• WHAT THE EXERCISE ASKS: Each line below is to be written out once more, precisely as given.

[Stored items]

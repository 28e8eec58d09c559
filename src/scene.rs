//! Node hierarchy utilities.
//!
//! The node graph is a forest addressed by table index. Parent links are
//! derived once per conversion and passed around as a slice.

use glam::{Mat4, Quat, Vec3};

use crate::json;
use crate::math::Srt;

/// Derives the parent index of every node, `None` for roots.
pub fn node_parents(nodes: &[json::Node]) -> Vec<Option<usize>> {
    let mut parents = vec![None; nodes.len()];
    for (parent_index, node) in nodes.iter().enumerate() {
        for child in &node.children {
            if let Some(slot) = parents.get_mut(child.value()) {
                *slot = Some(parent_index);
            }
        }
    }
    parents
}

/// Number of nodes on the path from the root down to `node`, inclusive.
pub fn depth(parents: &[Option<usize>], node: usize) -> usize {
    let mut depth = 0;
    let mut current = Some(node);
    while let Some(index) = current {
        depth += 1;
        current = parents[index];
    }
    depth
}

/// True when `node` equals `ancestor` or sits somewhere beneath it.
pub fn is_equal_or_under(parents: &[Option<usize>], ancestor: usize, node: usize) -> bool {
    let mut current = Some(node);
    while let Some(index) = current {
        if index == ancestor {
            return true;
        }
        current = parents[index];
    }
    false
}

/// Lowest common ancestor of two nodes, `None` when they share no root.
pub fn common_ancestor(parents: &[Option<usize>], a: usize, b: usize) -> Option<usize> {
    let mut a = Some(a);
    let mut b = Some(b);
    let mut depth_a = a.map(|n| depth(parents, n)).unwrap_or(0);
    let mut depth_b = b.map(|n| depth(parents, n)).unwrap_or(0);
    while depth_a > depth_b {
        a = parents[a.unwrap()];
        depth_a -= 1;
    }
    while depth_b > depth_a {
        b = parents[b.unwrap()];
        depth_b -= 1;
    }
    while a != b {
        a = a.and_then(|n| parents[n]);
        b = b.and_then(|n| parents[n]);
    }
    a
}

/// The path of node indices from the root down to `node`, inclusive.
pub fn node_path(parents: &[Option<usize>], node: usize) -> Vec<usize> {
    let mut path = Vec::new();
    let mut current = Some(node);
    while let Some(index) = current {
        path.push(index);
        current = parents[index];
    }
    path.reverse();
    path
}

/// Sorts node indices into tree order.
///
/// Nodes are compared by their root-to-node paths, which yields a stable
/// pre-order-like sequence where every ancestor sorts before its
/// descendants. Consumers of joint arrays require parent < child.
pub fn sort_tree_order(parents: &[Option<usize>], nodes: &mut [usize]) {
    nodes.sort_by(|&a, &b| node_path(parents, a).cmp(&node_path(parents, b)));
}

/// Marks `node` and every descendant in `affected`.
pub fn mark_affected_nodes(nodes: &[json::Node], node: usize, affected: &mut [bool]) {
    if affected[node] {
        return;
    }
    affected[node] = true;
    for child in &nodes[node].children {
        mark_affected_nodes(nodes, child.value(), affected);
    }
}

/// Extracts the local transform of a node as an SRT triple.
///
/// Matrix-form nodes are factored; TRS-form nodes read their fields with
/// glTF defaults for the absent ones.
pub fn node_srt(node: &json::Node) -> Srt {
    if let Some(matrix) = node.matrix.as_ref() {
        let mat = Mat4::from_cols_array(matrix);
        return Srt::from_mat4(&mat);
    }
    Srt {
        scale: node
            .scale
            .map(Vec3::from_array)
            .unwrap_or(Vec3::ONE),
        rotation: node
            .rotation
            .map(|q| Quat::from_xyzw(q.0[0], q.0[1], q.0[2], q.0[3]).normalize())
            .unwrap_or(Quat::IDENTITY),
        translation: node
            .translation
            .map(Vec3::from_array)
            .unwrap_or(Vec3::ZERO),
    }
}

/// The local transform of a node as a matrix.
pub fn node_local_matrix(node: &json::Node) -> Mat4 {
    if let Some(matrix) = node.matrix.as_ref() {
        Mat4::from_cols_array(matrix)
    } else {
        node_srt(node).to_mat4()
    }
}

fn node_removed(node: &json::Node, remove_prefixes: &[String]) -> bool {
    match node.name.as_deref() {
        Some(name) => remove_prefixes.iter().any(|prefix| name.starts_with(prefix)),
        None => false,
    }
}

/// Chooses the scene to export and returns its root node indices.
///
/// Order of preference: the explicitly selected scene, the asset's default
/// scene, scene 0, then every parentless node when the asset has no scenes
/// at all. Nodes whose names match a removal prefix are dropped along with
/// their subtrees.
pub fn scene_root_nodes(
    root: &json::Root,
    scene_index: Option<usize>,
    remove_prefixes: &[String],
) -> Vec<usize> {
    let scene = scene_index
        .filter(|&index| index < root.scenes.len())
        .or_else(|| root.scene.map(|s| s.value()))
        .filter(|&index| index < root.scenes.len())
        .or(if root.scenes.is_empty() { None } else { Some(0) });
    let mut roots: Vec<usize> = match scene {
        Some(scene) => root.scenes[scene].nodes.iter().map(|n| n.value()).collect(),
        None => {
            let parents = node_parents(&root.nodes);
            (0..root.nodes.len())
                .filter(|&n| parents[n].is_none())
                .collect()
        }
    };
    roots.retain(|&n| !node_removed(&root.nodes[n], remove_prefixes));
    roots
}

/// Flattens the subtrees of `roots` into one list, pruning removed names.
pub fn nodes_under_roots(
    nodes: &[json::Node],
    roots: &[usize],
    remove_prefixes: &[String],
) -> Vec<usize> {
    let mut out = Vec::new();
    let mut stack: Vec<usize> = roots.to_vec();
    let mut seen = vec![false; nodes.len()];
    while let Some(index) = stack.pop() {
        if seen[index] || node_removed(&nodes[index], remove_prefixes) {
            continue;
        }
        seen[index] = true;
        out.push(index);
        for child in &nodes[index].children {
            stack.push(child.value());
        }
    }
    out
}

#[cfg(test)]
mod tests {
    use super::*;

    fn forest() -> Vec<json::Node> {
        // 0 ── 1 ── 2
        //      └── 3
        // 4 (second root)
        let json_text = r#"{
            "asset": {"version": "2.0"},
            "nodes": [
                {"children": [1]},
                {"children": [2, 3]},
                {},
                {},
                {}
            ]
        }"#;
        json::Root::from_str(json_text).unwrap().nodes
    }

    #[test]
    fn parents_and_depths() {
        let nodes = forest();
        let parents = node_parents(&nodes);
        assert_eq!(parents, vec![None, Some(0), Some(1), Some(1), None]);
        assert_eq!(depth(&parents, 0), 1);
        assert_eq!(depth(&parents, 2), 3);
    }

    #[test]
    fn lowest_common_ancestor() {
        let nodes = forest();
        let parents = node_parents(&nodes);
        assert_eq!(common_ancestor(&parents, 2, 3), Some(1));
        assert_eq!(common_ancestor(&parents, 2, 1), Some(1));
        assert_eq!(common_ancestor(&parents, 2, 4), None);
    }

    #[test]
    fn ancestry_queries() {
        let nodes = forest();
        let parents = node_parents(&nodes);
        assert!(is_equal_or_under(&parents, 0, 2));
        assert!(is_equal_or_under(&parents, 2, 2));
        assert!(!is_equal_or_under(&parents, 2, 0));
        assert!(!is_equal_or_under(&parents, 0, 4));
    }

    #[test]
    fn tree_order_puts_ancestors_first() {
        let nodes = forest();
        let parents = node_parents(&nodes);
        let mut order = vec![3, 2, 0, 1];
        sort_tree_order(&parents, &mut order);
        assert_eq!(order, vec![0, 1, 2, 3]);
    }

    #[test]
    fn srt_defaults() {
        let nodes = forest();
        let srt = node_srt(&nodes[0]);
        assert_eq!(srt.scale, Vec3::ONE);
        assert_eq!(srt.translation, Vec3::ZERO);
    }

    #[test]
    fn subtree_marking() {
        let nodes = forest();
        let mut affected = vec![false; nodes.len()];
        mark_affected_nodes(&nodes, 1, &mut affected);
        assert_eq!(affected, vec![false, true, true, true, false]);
    }
}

• RESPONSE AREA:
repository 28e8eec58d09c559
filename src/scene.rs
//! Node hierarchy utilities.
//!
//! The node graph is a forest addressed by table index. Parent links are
//! derived once per conversion and passed around as a slice.

use glam::{Mat4, Quat, Vec3};

use crate::json;
use crate::math::Srt;

/// Derives the parent index of every node, `None` for roots.
pub fn node_parents(nodes: &[json::Node]) -> Vec<Option<usize>> {
    let mut parents = vec![None; nodes.len()];
    for (parent_index, node) in nodes.iter().enumerate() {
        for child in &node.children {
            if let Some(slot) = parents.get_mut(child.value()) {
                *slot = Some(parent_index);
            }
        }
    }
    parents
}

/// Number of nodes on the path from the root down to `node`, inclusive.
pub fn depth(parents: &[Option<usize>], node: usize) -> usize {
    let mut depth = 0;
    let mut current = Some(node);
    while let Some(index) = current {
        depth += 1;
        current = parents[index];
    }
    depth
}

/// True when `node` equals `ancestor` or sits somewhere beneath it.
pub fn is_equal_or_under(parents: &[Option<usize>], ancestor: usize, node: usize) -> bool {
    let mut current = Some(node);
    while let Some(index) = current {
        if index == ancestor {
            return true;
        }
        current = parents[index];
    }
    false
}

/// Lowest common ancestor of two nodes, `None` when they share no root.
pub fn common_ancestor(parents: &[Option<usize>], a: usize, b: usize) -> Option<usize> {
    let mut a = Some(a);
    let mut b = Some(b);
    let mut depth_a = a.map(|n| depth(parents, n)).unwrap_or(0);
    let mut depth_b = b.map(|n| depth(parents, n)).unwrap_or(0);
    while depth_a > depth_b {
        a = parents[a.unwrap()];
        depth_a -= 1;
    }
    while depth_b > depth_a {
        b = parents[b.unwrap()];
        depth_b -= 1;
    }
    while a != b {
        a = a.and_then(|n| parents[n]);
        b = b.and_then(|n| parents[n]);
    }
    a
}

/// The path of node indices from the root down to `node`, inclusive.
pub fn node_path(parents: &[Option<usize>], node: usize) -> Vec<usize> {
    let mut path = Vec::new();
    let mut current = Some(node);
    while let Some(index) = current {
        path.push(index);
        current = parents[index];
    }
    path.reverse();
    path
}

/// Sorts node indices into tree order.
///
/// Nodes are compared by their root-to-node paths, which yields a stable
/// pre-order-like sequence where every ancestor sorts before its
/// descendants. Consumers of joint arrays require parent < child.
pub fn sort_tree_order(parents: &[Option<usize>], nodes: &mut [usize]) {
    nodes.sort_by(|&a, &b| node_path(parents, a).cmp(&node_path(parents, b)));
}

/// Marks `node` and every descendant in `affected`.
pub fn mark_affected_nodes(nodes: &[json::Node], node: usize, affected: &mut [bool]) {
    if affected[node] {
        return;
    }
    affected[node] = true;
    for child in &nodes[node].children {
        mark_affected_nodes(nodes, child.value(), affected);
    }
}

/// Extracts the local transform of a node as an SRT triple.
///
/// Matrix-form nodes are factored; TRS-form nodes read their fields with
/// glTF defaults for the absent ones.
pub fn node_srt(node: &json::Node) -> Srt {
    if let Some(matrix) = node.matrix.as_ref() {
        let mat = Mat4::from_cols_array(matrix);
        return Srt::from_mat4(&mat);
    }
    Srt {
        scale: node
            .scale
            .map(Vec3::from_array)
            .unwrap_or(Vec3::ONE),
        rotation: node
            .rotation
            .map(|q| Quat::from_xyzw(q.0[0], q.0[1], q.0[2], q.0[3]).normalize())
            .unwrap_or(Quat::IDENTITY),
        translation: node
            .translation
            .map(Vec3::from_array)
            .unwrap_or(Vec3::ZERO),
    }
}

/// The local transform of a node as a matrix.
pub fn node_local_matrix(node: &json::Node) -> Mat4 {
    if let Some(matrix) = node.matrix.as_ref() {
        Mat4::from_cols_array(matrix)
    } else {
        node_srt(node).to_mat4()
    }
}

fn node_removed(node: &json::Node, remove_prefixes: &[String]) -> bool {
    match node.name.as_deref() {
        Some(name) => remove_prefixes.iter().any(|prefix| name.starts_with(prefix)),
        None => false,
    }
}

/// Chooses the scene to export and returns its root node indices.
///
/// Order of preference: the explicitly selected scene, the asset's default
/// scene, scene 0, then every parentless node when the asset has no scenes
/// at all. Nodes whose names match a removal prefix are dropped along with
/// their subtrees.
pub fn scene_root_nodes(
    root: &json::Root,
    scene_index: Option<usize>,
    remove_prefixes: &[String],
) -> Vec<usize> {
    let scene = scene_index
        .filter(|&index| index < root.scenes.len())
        .or_else(|| root.scene.map(|s| s.value()))
        .filter(|&index| index < root.scenes.len())
        .or(if root.scenes.is_empty() { None } else { Some(0) });
    let mut roots: Vec<usize> = match scene {
        Some(scene) => root.scenes[scene].nodes.iter().map(|n| n.value()).collect(),
        None => {
            let parents = node_parents(&root.nodes);
            (0..root.nodes.len())
                .filter(|&n| parents[n].is_none())
                .collect()
        }
    };
    roots.retain(|&n| !node_removed(&root.nodes[n], remove_prefixes));
    roots
}

/// Flattens the subtrees of `roots` into one list, pruning removed names.
pub fn nodes_under_roots(
    nodes: &[json::Node],
    roots: &[usize],
    remove_prefixes: &[String],
) -> Vec<usize> {
    let mut out = Vec::new();
    let mut stack: Vec<usize> = roots.to_vec();
    let mut seen = vec![false; nodes.len()];
    while let Some(index) = stack.pop() {
        if seen[index] || node_removed(&nodes[index], remove_prefixes) {
            continue;
        }
        seen[index] = true;
        out.push(index);
        for child in &nodes[index].children {
            stack.push(child.value());
        }
    }
    out
}

#[cfg(test)]
mod tests {
    use super::*;

    fn forest() -> Vec<json::Node> {
        // 0 ── 1 ── 2
        //      └── 3
        // 4 (second root)
        let json_text = r#"{
            "asset": {"version": "2.0"},
            "nodes": [
                {"children": [1]},
                {"children": [2, 3]},
                {},
                {},
                {}
            ]
        }"#;
        json::Root::from_str(json_text).unwrap().nodes
    }

    #[test]
    fn parents_and_depths() {
        let nodes = forest();
        let parents = node_parents(&nodes);
        assert_eq!(parents, vec![None, Some(0), Some(1), Some(1), None]);
        assert_eq!(depth(&parents, 0), 1);
        assert_eq!(depth(&parents, 2), 3);
    }

    #[test]
    fn lowest_common_ancestor() {
        let nodes = forest();
        let parents = node_parents(&nodes);
        assert_eq!(common_ancestor(&parents, 2, 3), Some(1));
        assert_eq!(common_ancestor(&parents, 2, 1), Some(1));
        assert_eq!(common_ancestor(&parents, 2, 4), None);
    }

    #[test]
    fn ancestry_queries() {
        let nodes = forest();
        let parents = node_parents(&nodes);
        assert!(is_equal_or_under(&parents, 0, 2));
        assert!(is_equal_or_under(&parents, 2, 2));
        assert!(!is_equal_or_under(&parents, 2, 0));
        assert!(!is_equal_or_under(&parents, 0, 4));
    }

    #[test]
    fn tree_order_puts_ancestors_first() {
        let nodes = forest();
        let parents = node_parents(&nodes);
        let mut order = vec![3, 2, 0, 1];
        sort_tree_order(&parents, &mut order);
        assert_eq!(order, vec![0, 1, 2, 3]);
    }

    #[test]
    fn srt_defaults() {
        let nodes = forest();
        let srt = node_srt(&nodes[0]);
        assert_eq!(srt.scale, Vec3::ONE);
        assert_eq!(srt.translation, Vec3::ZERO);
    }

    #[test]
    fn subtree_marking() {
        let nodes = forest();
        let mut affected = vec![false; nodes.len()];
        mark_affected_nodes(&nodes, 1, &mut affected);
        assert_eq!(affected, vec![false, true, true, true, false]);
    }
}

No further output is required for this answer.